Work order » Below are some records. Print all of them exactly as they appear.

___ Data excerpts

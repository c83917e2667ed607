use super::{ClassificationResult, Classifier, parse_structured_result, prompt};
use crate::common::NormalizedImage;
use crate::config::ClassifierSettings;
use crate::error::AppError;
use async_trait::async_trait;
use reqwest::StatusCode;
use serde::{Deserialize, Serialize};
use serde_json::Value;
use tracing::{debug, error, info, instrument, warn};

const API_KEY_HEADER: &str = "x-goog-api-key";

#[derive(Serialize)]
struct GenerateContentRequest<'a> {
    contents: Vec<Content<'a>>,
    #[serde(rename = "generationConfig")]
    generation_config: GenerationConfig,
}

#[derive(Serialize)]
struct Content<'a> {
    parts: Vec<Part<'a>>,
}

#[derive(Serialize)]
#[serde(untagged)]
enum Part<'a> {
    Text { text: String },
    InlineData { inline_data: InlineData<'a> },
}

#[derive(Serialize)]
struct InlineData<'a> {
    mime_type: &'a str,
    data: String,
}

#[derive(Serialize)]
struct GenerationConfig {
    #[serde(rename = "responseMimeType")]
    response_mime_type: &'static str,
    #[serde(rename = "responseSchema")]
    response_schema: Value,
}

#[derive(Deserialize)]
struct GenerateContentResponse {
    #[serde(default)]
    candidates: Vec<Candidate>,
}

#[derive(Deserialize)]
struct Candidate {
    content: Option<CandidateContent>,
    #[serde(rename = "finishReason")]
    finish_reason: Option<String>,
}

#[derive(Deserialize)]
struct CandidateContent {
    #[serde(default)]
    parts: Vec<ResponsePart>,
}

#[derive(Deserialize)]
struct ResponsePart {
    text: Option<String>,
}

#[derive(Deserialize)]
struct ErrorEnvelope {
    error: ApiError,
}

#[derive(Deserialize)]
struct ApiError {
    #[serde(default)]
    message: String,
    status: Option<String>,
    #[serde(default)]
    details: Vec<Value>,
}

impl ApiError {
    fn reasons(&self) -> impl Iterator<Item = &str> {
        self.details
            .iter()
            .filter_map(|detail| detail.get("reason").and_then(Value::as_str))
    }
}

/// Whether an upstream failure means the credential was rejected.
fn is_auth_rejection(status: StatusCode, error: Option<&ApiError>) -> bool {
    if matches!(status, StatusCode::UNAUTHORIZED | StatusCode::FORBIDDEN) {
        return true;
    }
    let Some(error) = error else {
        return false;
    };
    if error
        .reasons()
        .any(|reason| reason == "API_KEY_INVALID" || reason == "API_KEY_SERVICE_BLOCKED")
    {
        return true;
    }
    if error.status.as_deref() == Some("UNAUTHENTICATED") {
        return true;
    }
    let message = error.message.to_lowercase();
    message.contains("api key not valid")
        || message.contains("api key expired")
        || message.contains("unregistered callers")
}

/// Client for the Generative Language `generateContent` endpoint.
pub struct GeminiClassifier {
    http: reqwest::Client,
    url: String,
    api_key: String,
    strict_labels: bool,
}

impl GeminiClassifier {
    pub fn new(settings: &ClassifierSettings, api_key: impl Into<String>) -> Result<Self, AppError> {
        let http = reqwest::Client::builder()
            .timeout(settings.timeout())
            .build()
            .map_err(|e| AppError::Config(format!("failed to build HTTP client: {}", e)))?;
        let url = format!(
            "{}/v1beta/models/{}:generateContent",
            settings.endpoint.trim_end_matches('/'),
            settings.model
        );
        info!("Classifier endpoint: {}", url);
        Ok(Self {
            http,
            url,
            api_key: api_key.into(),
            strict_labels: settings.strict_labels,
        })
    }

    fn build_request<'a>(&self, image: &'a NormalizedImage) -> GenerateContentRequest<'a> {
        GenerateContentRequest {
            contents: vec![Content {
                parts: vec![
                    Part::Text {
                        text: prompt::instruction_text(),
                    },
                    Part::InlineData {
                        inline_data: InlineData {
                            mime_type: image.mime_type(),
                            data: image.to_base64(),
                        },
                    },
                ],
            }],
            generation_config: GenerationConfig {
                response_mime_type: "application/json",
                response_schema: prompt::response_schema(),
            },
        }
    }

    fn upstream_failure(status: StatusCode, body: &str) -> AppError {
        let envelope = serde_json::from_str::<ErrorEnvelope>(body).ok();
        let api_error = envelope.as_ref().map(|envelope| &envelope.error);
        let message = match api_error {
            Some(api_error) if !api_error.message.is_empty() => api_error.message.clone(),
            _ if !body.trim().is_empty() => body.trim().to_string(),
            _ => status.to_string(),
        };

        if is_auth_rejection(status, api_error) {
            warn!("Classification service rejected the credential ({})", status);
            AppError::Auth(message)
        } else {
            error!("Classification service failed with {}: {}", status, message);
            AppError::Service(format!("{}: {}", status, message))
        }
    }

    fn extract_text(response: GenerateContentResponse) -> Result<String, AppError> {
        let candidate = response
            .candidates
            .into_iter()
            .next()
            .ok_or(AppError::EmptyResponse)?;
        if let Some(reason) = candidate.finish_reason.as_deref() {
            debug!("Candidate finish reason: {}", reason);
        }
        let text: String = candidate
            .content
            .map(|content| {
                content
                    .parts
                    .into_iter()
                    .filter_map(|part| part.text)
                    .collect()
            })
            .unwrap_or_default();
        if text.trim().is_empty() {
            return Err(AppError::EmptyResponse);
        }
        Ok(text)
    }
}

#[async_trait]
impl Classifier for GeminiClassifier {
    #[instrument(skip(self, image), fields(width = image.width(), height = image.height()))]
    async fn classify(&self, image: &NormalizedImage) -> Result<ClassificationResult, AppError> {
        let request = self.build_request(image);
        debug!("Sending classification request ({} bytes of image)", image.bytes().len());

        let response = self
            .http
            .post(&self.url)
            .header(API_KEY_HEADER, &self.api_key)
            .json(&request)
            .send()
            .await?;

        let status = response.status();
        let body = response.text().await?;
        if !status.is_success() {
            return Err(Self::upstream_failure(status, &body));
        }

        let parsed: GenerateContentResponse = serde_json::from_str(&body)
            .map_err(|e| AppError::Schema(format!("response body is not valid JSON: {}", e)))?;
        let text = Self::extract_text(parsed)?;
        let result = parse_structured_result(&text, self.strict_labels)?;
        info!(
            "Classified as {:?} ({:.3})",
            result.waste_type, result.confidence
        );
        Ok(result)
    }

    fn name(&self) -> &'static str {
        "gemini"
    }
}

______

Answer section »
repository c83917e2667ed607
use super::{ClassificationResult, Classifier, parse_structured_result, prompt};
use crate::common::NormalizedImage;
use crate::config::ClassifierSettings;
use crate::error::AppError;
use async_trait::async_trait;
use reqwest::StatusCode;
use serde::{Deserialize, Serialize};
use serde_json::Value;
use tracing::{debug, error, info, instrument, warn};

const API_KEY_HEADER: &str = "x-goog-api-key";

#[derive(Serialize)]
struct GenerateContentRequest<'a> {
    contents: Vec<Content<'a>>,
    #[serde(rename = "generationConfig")]
    generation_config: GenerationConfig,
}

#[derive(Serialize)]
struct Content<'a> {
    parts: Vec<Part<'a>>,
}

#[derive(Serialize)]
#[serde(untagged)]
enum Part<'a> {
    Text { text: String },
    InlineData { inline_data: InlineData<'a> },
}

#[derive(Serialize)]
struct InlineData<'a> {
    mime_type: &'a str,
    data: String,
}

#[derive(Serialize)]
struct GenerationConfig {
    #[serde(rename = "responseMimeType")]
    response_mime_type: &'static str,
    #[serde(rename = "responseSchema")]
    response_schema: Value,
}

#[derive(Deserialize)]
struct GenerateContentResponse {
    #[serde(default)]
    candidates: Vec<Candidate>,
}

#[derive(Deserialize)]
struct Candidate {
    content: Option<CandidateContent>,
    #[serde(rename = "finishReason")]
    finish_reason: Option<String>,
}

#[derive(Deserialize)]
struct CandidateContent {
    #[serde(default)]
    parts: Vec<ResponsePart>,
}

#[derive(Deserialize)]
struct ResponsePart {
    text: Option<String>,
}

#[derive(Deserialize)]
struct ErrorEnvelope {
    error: ApiError,
}

#[derive(Deserialize)]
struct ApiError {
    #[serde(default)]
    message: String,
    status: Option<String>,
    #[serde(default)]
    details: Vec<Value>,
}

impl ApiError {
    fn reasons(&self) -> impl Iterator<Item = &str> {
        self.details
            .iter()
            .filter_map(|detail| detail.get("reason").and_then(Value::as_str))
    }
}

/// Whether an upstream failure means the credential was rejected.
fn is_auth_rejection(status: StatusCode, error: Option<&ApiError>) -> bool {
    if matches!(status, StatusCode::UNAUTHORIZED | StatusCode::FORBIDDEN) {
        return true;
    }
    let Some(error) = error else {
        return false;
    };
    if error
        .reasons()
        .any(|reason| reason == "API_KEY_INVALID" || reason == "API_KEY_SERVICE_BLOCKED")
    {
        return true;
    }
    if error.status.as_deref() == Some("UNAUTHENTICATED") {
        return true;
    }
    let message = error.message.to_lowercase();
    message.contains("api key not valid")
        || message.contains("api key expired")
        || message.contains("unregistered callers")
}

/// Client for the Generative Language `generateContent` endpoint.
pub struct GeminiClassifier {
    http: reqwest::Client,
    url: String,
    api_key: String,
    strict_labels: bool,
}

impl GeminiClassifier {
    pub fn new(settings: &ClassifierSettings, api_key: impl Into<String>) -> Result<Self, AppError> {
        let http = reqwest::Client::builder()
            .timeout(settings.timeout())
            .build()
            .map_err(|e| AppError::Config(format!("failed to build HTTP client: {}", e)))?;
        let url = format!(
            "{}/v1beta/models/{}:generateContent",
            settings.endpoint.trim_end_matches('/'),
            settings.model
        );
        info!("Classifier endpoint: {}", url);
        Ok(Self {
            http,
            url,
            api_key: api_key.into(),
            strict_labels: settings.strict_labels,
        })
    }

    fn build_request<'a>(&self, image: &'a NormalizedImage) -> GenerateContentRequest<'a> {
        GenerateContentRequest {
            contents: vec![Content {
                parts: vec![
                    Part::Text {
                        text: prompt::instruction_text(),
                    },
                    Part::InlineData {
                        inline_data: InlineData {
                            mime_type: image.mime_type(),
                            data: image.to_base64(),
                        },
                    },
                ],
            }],
            generation_config: GenerationConfig {
                response_mime_type: "application/json",
                response_schema: prompt::response_schema(),
            },
        }
    }

    fn upstream_failure(status: StatusCode, body: &str) -> AppError {
        let envelope = serde_json::from_str::<ErrorEnvelope>(body).ok();
        let api_error = envelope.as_ref().map(|envelope| &envelope.error);
        let message = match api_error {
            Some(api_error) if !api_error.message.is_empty() => api_error.message.clone(),
            _ if !body.trim().is_empty() => body.trim().to_string(),
            _ => status.to_string(),
        };

        if is_auth_rejection(status, api_error) {
            warn!("Classification service rejected the credential ({})", status);
            AppError::Auth(message)
        } else {
            error!("Classification service failed with {}: {}", status, message);
            AppError::Service(format!("{}: {}", status, message))
        }
    }

    fn extract_text(response: GenerateContentResponse) -> Result<String, AppError> {
        let candidate = response
            .candidates
            .into_iter()
            .next()
            .ok_or(AppError::EmptyResponse)?;
        if let Some(reason) = candidate.finish_reason.as_deref() {
            debug!("Candidate finish reason: {}", reason);
        }
        let text: String = candidate
            .content
            .map(|content| {
                content
                    .parts
                    .into_iter()
                    .filter_map(|part| part.text)
                    .collect()
            })
            .unwrap_or_default();
        if text.trim().is_empty() {
            return Err(AppError::EmptyResponse);
        }
        Ok(text)
    }
}

#[async_trait]
impl Classifier for GeminiClassifier {
    #[instrument(skip(self, image), fields(width = image.width(), height = image.height()))]
    async fn classify(&self, image: &NormalizedImage) -> Result<ClassificationResult, AppError> {
        let request = self.build_request(image);
        debug!("Sending classification request ({} bytes of image)", image.bytes().len());

        let response = self
            .http
            .post(&self.url)
            .header(API_KEY_HEADER, &self.api_key)
            .json(&request)
            .send()
            .await?;

        let status = response.status();
        let body = response.text().await?;
        if !status.is_success() {
            return Err(Self::upstream_failure(status, &body));
        }

        let parsed: GenerateContentResponse = serde_json::from_str(&body)
            .map_err(|e| AppError::Schema(format!("response body is not valid JSON: {}", e)))?;
        let text = Self::extract_text(parsed)?;
        let result = parse_structured_result(&text, self.strict_labels)?;
        info!(
            "Classified as {:?} ({:.3})",
            result.waste_type, result.confidence
        );
        Ok(result)
    }

    fn name(&self) -> &'static str {
        "gemini"
    }
}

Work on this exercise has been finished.